* **Task prompt**:
Count the lines of the data below that include the string "need", and provide nothing but the result.

* **Record excerpts**:

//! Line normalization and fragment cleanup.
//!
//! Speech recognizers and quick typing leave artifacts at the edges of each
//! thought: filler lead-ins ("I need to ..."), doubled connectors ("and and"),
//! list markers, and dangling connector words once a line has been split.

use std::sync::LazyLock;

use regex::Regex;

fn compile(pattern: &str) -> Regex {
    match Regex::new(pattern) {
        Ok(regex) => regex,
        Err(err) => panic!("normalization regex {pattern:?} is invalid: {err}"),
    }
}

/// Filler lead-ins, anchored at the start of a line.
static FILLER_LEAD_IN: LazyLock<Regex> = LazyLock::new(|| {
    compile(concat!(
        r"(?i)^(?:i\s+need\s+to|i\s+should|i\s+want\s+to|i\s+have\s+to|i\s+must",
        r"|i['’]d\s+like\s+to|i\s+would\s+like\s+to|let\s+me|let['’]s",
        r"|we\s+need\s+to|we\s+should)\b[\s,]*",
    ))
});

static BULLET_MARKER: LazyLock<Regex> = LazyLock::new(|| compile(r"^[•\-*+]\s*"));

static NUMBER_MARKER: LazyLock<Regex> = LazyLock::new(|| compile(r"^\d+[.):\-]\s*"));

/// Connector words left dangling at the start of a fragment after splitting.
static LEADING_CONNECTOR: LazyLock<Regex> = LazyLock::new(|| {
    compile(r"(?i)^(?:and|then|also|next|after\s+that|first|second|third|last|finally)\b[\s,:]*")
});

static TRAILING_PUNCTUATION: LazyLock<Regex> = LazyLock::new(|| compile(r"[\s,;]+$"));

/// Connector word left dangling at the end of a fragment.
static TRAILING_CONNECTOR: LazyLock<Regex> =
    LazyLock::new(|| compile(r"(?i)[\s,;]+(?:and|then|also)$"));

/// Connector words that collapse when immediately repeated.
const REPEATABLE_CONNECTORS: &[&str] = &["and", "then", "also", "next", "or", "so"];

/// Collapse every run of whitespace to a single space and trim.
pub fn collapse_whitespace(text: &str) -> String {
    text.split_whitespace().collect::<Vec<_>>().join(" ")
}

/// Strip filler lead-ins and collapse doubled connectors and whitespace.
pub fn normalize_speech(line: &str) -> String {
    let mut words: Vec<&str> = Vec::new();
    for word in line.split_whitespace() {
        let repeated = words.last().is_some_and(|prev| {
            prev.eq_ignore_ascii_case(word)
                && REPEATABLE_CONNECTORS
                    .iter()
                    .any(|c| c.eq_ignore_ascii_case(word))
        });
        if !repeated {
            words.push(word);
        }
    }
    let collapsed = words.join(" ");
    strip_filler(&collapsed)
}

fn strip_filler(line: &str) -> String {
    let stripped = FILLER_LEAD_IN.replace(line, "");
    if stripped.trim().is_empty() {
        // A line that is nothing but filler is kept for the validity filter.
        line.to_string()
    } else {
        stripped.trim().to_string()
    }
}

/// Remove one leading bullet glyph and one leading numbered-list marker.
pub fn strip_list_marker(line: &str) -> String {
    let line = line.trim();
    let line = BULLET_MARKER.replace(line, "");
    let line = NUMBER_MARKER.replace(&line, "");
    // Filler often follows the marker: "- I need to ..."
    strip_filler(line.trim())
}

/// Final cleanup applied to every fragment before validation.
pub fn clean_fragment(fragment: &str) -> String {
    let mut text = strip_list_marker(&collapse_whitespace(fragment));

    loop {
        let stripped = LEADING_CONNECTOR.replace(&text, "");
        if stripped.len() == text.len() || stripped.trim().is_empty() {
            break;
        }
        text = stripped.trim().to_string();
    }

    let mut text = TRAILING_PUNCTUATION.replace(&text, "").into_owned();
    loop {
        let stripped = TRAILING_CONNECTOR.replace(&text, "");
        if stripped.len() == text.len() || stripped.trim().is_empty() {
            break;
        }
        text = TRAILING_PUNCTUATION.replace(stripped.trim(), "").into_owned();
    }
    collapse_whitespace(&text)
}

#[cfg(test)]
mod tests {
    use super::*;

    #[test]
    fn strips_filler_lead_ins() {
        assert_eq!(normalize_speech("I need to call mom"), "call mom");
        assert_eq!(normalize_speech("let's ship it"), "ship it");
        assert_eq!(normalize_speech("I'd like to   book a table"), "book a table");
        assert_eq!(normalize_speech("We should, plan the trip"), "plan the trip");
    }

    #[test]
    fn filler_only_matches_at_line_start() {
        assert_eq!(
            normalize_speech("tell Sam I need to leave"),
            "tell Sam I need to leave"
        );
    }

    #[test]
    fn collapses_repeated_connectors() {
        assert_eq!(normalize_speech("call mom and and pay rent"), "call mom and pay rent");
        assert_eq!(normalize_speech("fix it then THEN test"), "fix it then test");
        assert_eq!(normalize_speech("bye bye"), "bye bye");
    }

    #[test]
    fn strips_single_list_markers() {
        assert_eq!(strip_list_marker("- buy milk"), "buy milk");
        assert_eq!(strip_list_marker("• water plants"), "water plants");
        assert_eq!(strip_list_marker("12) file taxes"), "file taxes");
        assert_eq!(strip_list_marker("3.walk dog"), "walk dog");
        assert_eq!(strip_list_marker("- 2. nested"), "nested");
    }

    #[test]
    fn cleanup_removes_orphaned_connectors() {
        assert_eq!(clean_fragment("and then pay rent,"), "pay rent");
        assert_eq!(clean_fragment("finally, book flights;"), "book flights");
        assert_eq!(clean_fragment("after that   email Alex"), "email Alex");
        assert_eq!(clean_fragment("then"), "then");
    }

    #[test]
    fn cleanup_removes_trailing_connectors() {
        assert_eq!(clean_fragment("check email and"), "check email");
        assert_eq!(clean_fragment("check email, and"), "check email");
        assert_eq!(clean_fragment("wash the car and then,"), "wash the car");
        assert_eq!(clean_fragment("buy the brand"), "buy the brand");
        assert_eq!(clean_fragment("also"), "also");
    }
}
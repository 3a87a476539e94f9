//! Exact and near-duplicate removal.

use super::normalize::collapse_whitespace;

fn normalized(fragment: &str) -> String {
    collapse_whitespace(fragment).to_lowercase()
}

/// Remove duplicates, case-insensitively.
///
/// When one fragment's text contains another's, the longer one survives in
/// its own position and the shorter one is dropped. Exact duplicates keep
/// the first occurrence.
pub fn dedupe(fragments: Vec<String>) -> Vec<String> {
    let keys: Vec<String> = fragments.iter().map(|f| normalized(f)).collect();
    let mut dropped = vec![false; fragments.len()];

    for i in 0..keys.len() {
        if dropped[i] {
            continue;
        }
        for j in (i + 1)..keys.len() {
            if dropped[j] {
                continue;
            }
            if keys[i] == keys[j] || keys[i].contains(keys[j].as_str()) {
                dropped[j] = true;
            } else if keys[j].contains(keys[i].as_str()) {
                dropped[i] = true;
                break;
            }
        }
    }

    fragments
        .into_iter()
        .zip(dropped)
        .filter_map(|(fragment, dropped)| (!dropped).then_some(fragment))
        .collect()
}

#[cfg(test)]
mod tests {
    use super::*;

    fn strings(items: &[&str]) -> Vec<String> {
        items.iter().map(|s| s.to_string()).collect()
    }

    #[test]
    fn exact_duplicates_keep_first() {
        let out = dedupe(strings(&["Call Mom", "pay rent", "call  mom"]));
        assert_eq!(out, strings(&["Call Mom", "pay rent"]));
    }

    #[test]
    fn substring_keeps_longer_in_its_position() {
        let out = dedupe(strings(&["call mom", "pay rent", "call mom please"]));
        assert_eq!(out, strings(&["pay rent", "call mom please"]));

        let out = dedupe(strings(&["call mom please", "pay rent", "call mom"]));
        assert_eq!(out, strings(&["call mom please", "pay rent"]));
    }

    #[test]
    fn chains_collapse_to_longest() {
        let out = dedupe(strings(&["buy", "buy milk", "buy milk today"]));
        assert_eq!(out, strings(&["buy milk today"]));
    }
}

* **Result of this task**:
7